Tuesday, March 20, 2018

Awesome Experience Running the Los Angeles Marathon 2018

I am flying high after having an awesome experience at the Los Angeles Marathon 2018 on Sunday.


I had put in solid training for this event over the last 4 months, and it helped me finish the marathon in a faster than expected 5h07m14s; that was the foundation on which my terrific experience at the marathon was built on. 
Since taking on the goal of running a minimum of 30 miles every week towards the end of December 2017, I have been successful in that goal every week except one during which I was hampered by an abdominal muscle strain. 

With the 30 miles per week target as the over-arching goal, I planned my long runs towards the goal of being ready for a 26.2 miler on Mar 18th. 

With this consistent & sensible training over a long time, I was able to exceed my expectations by a fair margin on marathon day. I had expected a finish time close to 5h30m, and was pleasantly surprised to see it being closer to 5h mark than the 5h30m mark!

One of the main reasons I had signed up to run this marathon was the fact that Los Angeles Marathon is a BIG CITY MARATHON. I had run two marathons in the past - Philadelphia Marathon in 2008, and New York City Marathon in 2009. So I have a taste of big-city marathons, and remember having fond memories from each of the two marathons. 

Los Angeles Marathon 2018 met my thirst for the big city marathon thrills, and added its own flavors to make it an awesome experience. 

One big difference that stands out for me between the three marathons is the marathon course. Both Philly and NYC marathons had long stretches of the course far from residential and commercial areas - Philly had state parks & rivers, etc; NYC had many bridges and parks - and consequently, there were no spectators cheering at these inaccessible stretches. 

Los Angeles Marathon had no such breaks. Once we moved out of the starting point at Dodger Stadium as one big sea of runners, the entire course is never too far from a residential area or a commercial area till the finish line at Santa Monica Pier. Spectators were cheering us throughout making it feel like a wall of cheering spectators from the start to the finish! 

Even if they have signs cheering for someone specific, or a general message like "Go Random Stranger" or "I believe in you, total stranger", it is indeed very inspiring to be running past people cheering (for you). 

One thing that surprised & amazed me throughout was the number of people (regular people, not marathon volunteers) who were offering vaseline to the runners  - by holding up vaseline containers, or boards with multiple patches of vaseline for easy access. Looks like the general public in Los Angeles is well aware of the pains of long-distance runners, about the chafing in different parts of the body while on a 26.2 miles run. I was glad to get some vaseline from a woman at around the 18 miles mark, as my nipples were chafing badly; applying the vaseline gave instant relief. 

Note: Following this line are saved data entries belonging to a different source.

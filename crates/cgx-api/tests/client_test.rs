#![allow(clippy::unwrap_used)]
// Integration tests for `CgxClient` using wiremock.

use pretty_assertions::assert_eq;
use secrecy::SecretString;
use serde_json::json;
use url::Url;
use wiremock::matchers::{body_json, header, method, path};
use wiremock::{Mock, MockServer, ResponseTemplate};

use cgx_api::{CgxClient, Error};

// ── Helpers ─────────────────────────────────────────────────────────

async fn setup() -> (MockServer, CgxClient) {
    let server = MockServer::start().await;
    let base_url = Url::parse(&server.uri()).unwrap();
    let client = CgxClient::with_client(reqwest::Client::new(), base_url);
    (server, client)
}

async fn mount_profile(server: &MockServer, token: &str, tenant_id: &str) {
    Mock::given(method("GET"))
        .and(path("/v2.0/api/profile"))
        .and(header("X-Auth-Token", token))
        .respond_with(ResponseTemplate::new(200).set_body_json(json!({
            "tenant_id": tenant_id,
            "email": "ops@example.com"
        })))
        .mount(server)
        .await;
}

/// A client already authenticated against tenant `t1` with token `tok`.
async fn authed() -> (MockServer, CgxClient) {
    let (server, client) = setup().await;
    mount_profile(&server, "tok", "t1").await;
    let tenant = client.use_token(SecretString::from("tok".to_string())).await.unwrap();
    assert_eq!(tenant.as_deref(), Some("t1"));
    (server, client)
}

// ── Authentication tests ────────────────────────────────────────────

#[tokio::test]
async fn test_use_token_sets_tenant() {
    let (_server, client) = authed().await;
    assert_eq!(client.tenant_id().as_deref(), Some("t1"));
    assert!(client.has_token());
}

#[tokio::test]
async fn test_use_token_without_tenant_id() {
    let (server, client) = setup().await;

    Mock::given(method("GET"))
        .and(path("/v2.0/api/profile"))
        .respond_with(ResponseTemplate::new(200).set_body_json(json!({ "email": "x@y" })))
        .mount(&server)
        .await;

    let tenant = client.use_token(SecretString::from("tok".to_string())).await.unwrap();
    assert!(tenant.is_none());
    assert!(client.tenant_id().is_none());
}

#[tokio::test]
async fn test_use_token_rejected() {
    let (server, client) = setup().await;

    Mock::given(method("GET"))
        .and(path("/v2.0/api/profile"))
        .respond_with(ResponseTemplate::new(401).set_body_json(json!({
            "_error": [{ "code": "UNAUTHORIZED" }]
        })))
        .mount(&server)
        .await;

    let err = client
        .use_token(SecretString::from("bad".to_string()))
        .await
        .unwrap_err();
    assert!(err.is_auth_error(), "expected auth error, got: {err:?}");
}

#[tokio::test]
async fn test_login_success_uses_issued_token() {
    let (server, client) = setup().await;

    Mock::given(method("POST"))
        .and(path("/v2.0/api/login"))
        .and(body_json(json!({ "email": "ops@example.com", "password": "pw" })))
        .respond_with(ResponseTemplate::new(200).set_body_json(json!({
            "x_auth_token": "issued"
        })))
        .mount(&server)
        .await;
    mount_profile(&server, "issued", "t9").await;

    let password = SecretString::from("pw".to_string());
    let tenant = client.login("ops@example.com", &password).await.unwrap();
    assert_eq!(tenant.as_deref(), Some("t9"));
}

#[tokio::test]
async fn test_login_failure() {
    let (server, client) = setup().await;

    Mock::given(method("POST"))
        .and(path("/v2.0/api/login"))
        .respond_with(ResponseTemplate::new(401).set_body_string("bad credentials"))
        .mount(&server)
        .await;

    let password = SecretString::from("wrong".to_string());
    let result = client.login("ops@example.com", &password).await;

    assert!(
        matches!(result, Err(Error::Authentication { .. })),
        "expected Authentication error, got: {result:?}"
    );
}

#[tokio::test]
async fn test_tenant_scoped_call_requires_auth() {
    let (_server, client) = setup().await;
    let result = client.sites().await;
    assert!(matches!(result, Err(Error::NotAuthenticated)));
}

#[tokio::test]
async fn test_logout_clears_session() {
    let (server, client) = authed().await;

    Mock::given(method("GET"))
        .and(path("/v2.0/api/logout"))
        .respond_with(ResponseTemplate::new(200).set_body_json(json!({})))
        .expect(1)
        .mount(&server)
        .await;

    client.logout().await.unwrap();
    assert!(client.tenant_id().is_none());
    assert!(!client.has_token());
}

// ── Collection tests ────────────────────────────────────────────────

#[tokio::test]
async fn test_tenant() {
    let (server, client) = authed().await;

    Mock::given(method("GET"))
        .and(path("/v2.0/api/tenants/t1"))
        .respond_with(ResponseTemplate::new(200).set_body_json(json!({
            "id": "t1",
            "name": "Acme Corp"
        })))
        .mount(&server)
        .await;

    let tenant = client.tenant().await.unwrap();
    assert_eq!(tenant.name.as_deref(), Some("Acme Corp"));
}

#[tokio::test]
async fn test_sites_unwraps_items() {
    let (server, client) = authed().await;

    Mock::given(method("GET"))
        .and(path("/v4.7/api/tenants/t1/sites"))
        .respond_with(ResponseTemplate::new(200).set_body_json(json!({
            "count": 2,
            "items": [
                { "id": "s1", "name": "Branch 1", "element_cluster_role": "SPOKE" },
                { "id": "s2", "name": "DC East", "element_cluster_role": "HUB" }
            ]
        })))
        .mount(&server)
        .await;

    let sites = client.sites().await.unwrap();
    assert_eq!(sites.len(), 2);
    assert_eq!(sites[1].element_cluster_role.as_deref(), Some("HUB"));
}

#[tokio::test]
async fn test_wan_interface_labels() {
    let (server, client) = authed().await;

    Mock::given(method("GET"))
        .and(path("/v2.0/api/tenants/t1/waninterfacelabels"))
        .respond_with(ResponseTemplate::new(200).set_body_json(json!({
            "items": [{
                "id": "l1",
                "name": "Metered",
                "label": "public-3",
                "description": "LTE circuits"
            }]
        })))
        .mount(&server)
        .await;

    let labels = client.wan_interface_labels().await.unwrap();
    assert_eq!(labels.len(), 1);
    assert_eq!(labels[0].label.as_deref(), Some("public-3"));
}

#[tokio::test]
async fn test_list_error_keeps_payload() {
    let (server, client) = authed().await;

    let payload = json!({ "_error": [{ "code": "SITE_NOT_FOUND", "message": "nope" }] });
    Mock::given(method("GET"))
        .and(path("/v4.7/api/tenants/t1/sites"))
        .respond_with(ResponseTemplate::new(500).set_body_json(&payload))
        .mount(&server)
        .await;

    match client.sites().await {
        Err(Error::Api { status, ref body }) => {
            assert_eq!(status, 500);
            assert_eq!(body, &payload);
        }
        other => panic!("expected Api error, got: {other:?}"),
    }
}

#[tokio::test]
async fn test_replace_wan_interface_round_trips_unknown_fields() {
    let (server, client) = authed().await;

    let original = json!({
        "id": "w1",
        "name": "LTE-Primary",
        "label_id": "l1",
        "bfd_mode": "aggressive",
        "lqm_enabled": true,
        "bw_config_mode": "manual",
        "_etag": 4,
        "link_bw_down": 50.0
    });

    Mock::given(method("GET"))
        .and(path("/v2.7/api/tenants/t1/sites/s1/waninterfaces"))
        .respond_with(ResponseTemplate::new(200).set_body_json(json!({ "items": [original] })))
        .mount(&server)
        .await;

    let mut iface = client.wan_interfaces("s1").await.unwrap().remove(0);
    iface.bfd_mode = Some("non_aggressive".into());

    let expected = json!({
        "id": "w1",
        "name": "LTE-Primary",
        "label_id": "l1",
        "bfd_mode": "non_aggressive",
        "lqm_enabled": true,
        "bw_config_mode": "manual",
        "_etag": 4,
        "link_bw_down": 50.0
    });

    Mock::given(method("PUT"))
        .and(path("/v2.7/api/tenants/t1/sites/s1/waninterfaces/w1"))
        .and(header("X-Auth-Token", "tok"))
        .and(body_json(&expected))
        .respond_with(ResponseTemplate::new(200).set_body_json(&expected))
        .expect(1)
        .mount(&server)
        .await;

    let updated = client
        .replace_wan_interface("s1", "w1", &iface)
        .await
        .unwrap();
    assert_eq!(updated.bfd_mode.as_deref(), Some("non_aggressive"));
}

#[tokio::test]
async fn test_replace_wan_interface_keeps_null_fields() {
    let (server, client) = authed().await;

    let original = json!({
        "id": "w1",
        "name": "LTE",
        "label_id": null,
        "bfd_mode": "aggressive",
        "lqm_enabled": null,
        "bw_config_mode": null,
        "_etag": 1
    });

    Mock::given(method("GET"))
        .and(path("/v2.7/api/tenants/t1/sites/s1/waninterfaces"))
        .respond_with(ResponseTemplate::new(200).set_body_json(json!({ "items": [original] })))
        .mount(&server)
        .await;

    let iface = client.wan_interfaces("s1").await.unwrap().remove(0);
    assert_eq!(iface.bw_config_mode, None);

    Mock::given(method("PUT"))
        .and(path("/v2.7/api/tenants/t1/sites/s1/waninterfaces/w1"))
        .and(body_json(&original))
        .respond_with(ResponseTemplate::new(200).set_body_json(&original))
        .expect(1)
        .mount(&server)
        .await;

    client.replace_wan_interface("s1", "w1", &iface).await.unwrap();
}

Some people were also offering some spray to alleviate cramping or itching for the runners. I didn't stop to find out more details about it, or make use of it myself. Will keep it in mind for the next big city marathon (most likely the Chicago Marathon 2018 in October).

Quite a few people were offering cut oranges, cut bananas, pretzels, cookies, candies, etc. along the way to supplement the water + gatorade + energy gels being offered by the event organizers at regular intervals.

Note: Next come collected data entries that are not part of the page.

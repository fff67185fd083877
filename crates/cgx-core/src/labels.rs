// ── WAN interface label lookup ──
//
// Display-only reference data keyed by label id.

use std::collections::HashMap;

use tracing::warn;

use cgx_api::WanInterfaceLabel;

const UNKNOWN: &str = "unknown";

/// Display fields of a WAN interface label.
#[derive(Debug, Clone, PartialEq, Eq)]
pub struct LabelInfo {
    /// Circuit category.
    pub name: String,
    pub label: String,
    pub description: String,
}

impl LabelInfo {
    /// Stand-in for an interface whose label id is not in the tenant's set.
    pub fn unknown() -> Self {
        Self {
            name: UNKNOWN.into(),
            label: UNKNOWN.into(),
            description: UNKNOWN.into(),
        }
    }
}

impl From<WanInterfaceLabel> for LabelInfo {
    fn from(label: WanInterfaceLabel) -> Self {
        Self {
            name: label.name.unwrap_or_default(),
            label: label.label.unwrap_or_default(),
            description: label.description.unwrap_or_default(),
        }
    }
}

#[derive(Debug, Default)]
pub struct LabelIndex {
    labels: HashMap<String, LabelInfo>,
}

impl LabelIndex {
    pub fn len(&self) -> usize {
        self.labels.len()
    }

    pub fn is_empty(&self) -> bool {
        self.labels.is_empty()
    }

    fn get(&self, label_id: &str) -> Option<&LabelInfo> {
        self.labels.get(label_id)
    }

    /// Look up a label, substituting [`LabelInfo::unknown`] when the id is
    /// missing or not part of the fetched set.
    pub fn resolve(&self, label_id: Option<&str>) -> LabelInfo {
        match label_id.and_then(|id| self.get(id)) {
            Some(info) => info.clone(),
            None => {
                warn!(label_id = label_id.unwrap_or("<none>"), "no label metadata for interface");
                LabelInfo::unknown()
            }
        }
    }
}

impl FromIterator<WanInterfaceLabel> for LabelIndex {
    fn from_iter<I: IntoIterator<Item = WanInterfaceLabel>>(iter: I) -> Self {
        let labels = iter
            .into_iter()
            .map(|label| (label.id.clone(), LabelInfo::from(label)))
            .collect();
        Self { labels }
    }
}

It was awesome to see many Sikh people with traditional turbans among the people offering fruits and candies along the way. I high-fived a few folks with a sense of kinship.

With 24,000 runners running the marathon, it is to be expected for the portable toilets to be difficult to use - especially in the first few miles, even though the organizers had set up significant number of portable toilets all along the course. They had portable potties setup at every mile mark. I waited in line at a couple of portable toilets at the beginning, but gave up quickly deciding to try at the next one. :-) 

One time I had to wait in line for 4-5 minutes as I couldn't hold it in any longer. That made my 11th mile the slowest at 15m24s immediately after my fastest mile at 9m55s :-)
Close to the very first set of portable toilets after the one mile mark, a couple of ladies running next to me were discussing whether it makes sense to stay in line at these portable potties. What made this very interesting is the fact that the conversation was in Kannada language! It was a pleasant surprise for me to hear Kannada language in LA. The women too were surprised when I turned back amazed and responded in Kannada. :-)

All in all, the Los Angeles Marathon was a very well organized marathon with a great course and supportive crowd. I would run it again.